Guo Ying (born 7 October 1991), better known by her stage name Yamy, is a Chinese singer, rapper and dancer under JC Universe Entertainment. She was the leader of the Chinese girl group Rocket Girls 101.

Personal life
Guo Ying was born in Qingyuan, Guangdong Province on October 7, 1991. She was the leader of the Kuchika, and graduated from the Zhongshan Campus of Guangdong Pharmaceutical University.

Career

Pre-debut: 1vs11 and The Rap of China
Before making her debut in 2017, Ying was chosen to take part in 1vs11, a reality show by JC Universe and there she was picked out along with other 9 members to be given a debut chance. Guo joined The Rap of China produced by iQiyi as a contestant. However, she was eventually eliminated.

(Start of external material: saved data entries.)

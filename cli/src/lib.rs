pub mod api_cmd;
pub mod navigate_cmd;
pub mod resolve_cmd;
pub mod routes_cmd;
pub mod session_cmd;

use anyhow::Result;
use serde::Serialize;

pub(crate) fn print_json<T: Serialize>(value: T) -> Result<()> {
    let rendered = serde_json::to_string_pretty(&value)?;
    println!("{rendered}");
    Ok(())
}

2017: Debut with first single, "Ay"
On 23 September 2017, Yamy released her debut single "Ay". In December, her second single, titled "乌鸦" was released on YouTube.

2018-present: Produce 101 and debut with Rocket Girls 101

In 2018, Guo participated in the Chinese reality survival girl group show Produce 101 China aired from April 21 to June 23 on Tencent Video. Guo eventually placed 5th overall with a total vote of 108 million and debuted as a member of Rocket Girls 101 on 23 June as the main rapper, dancer and the group's leader.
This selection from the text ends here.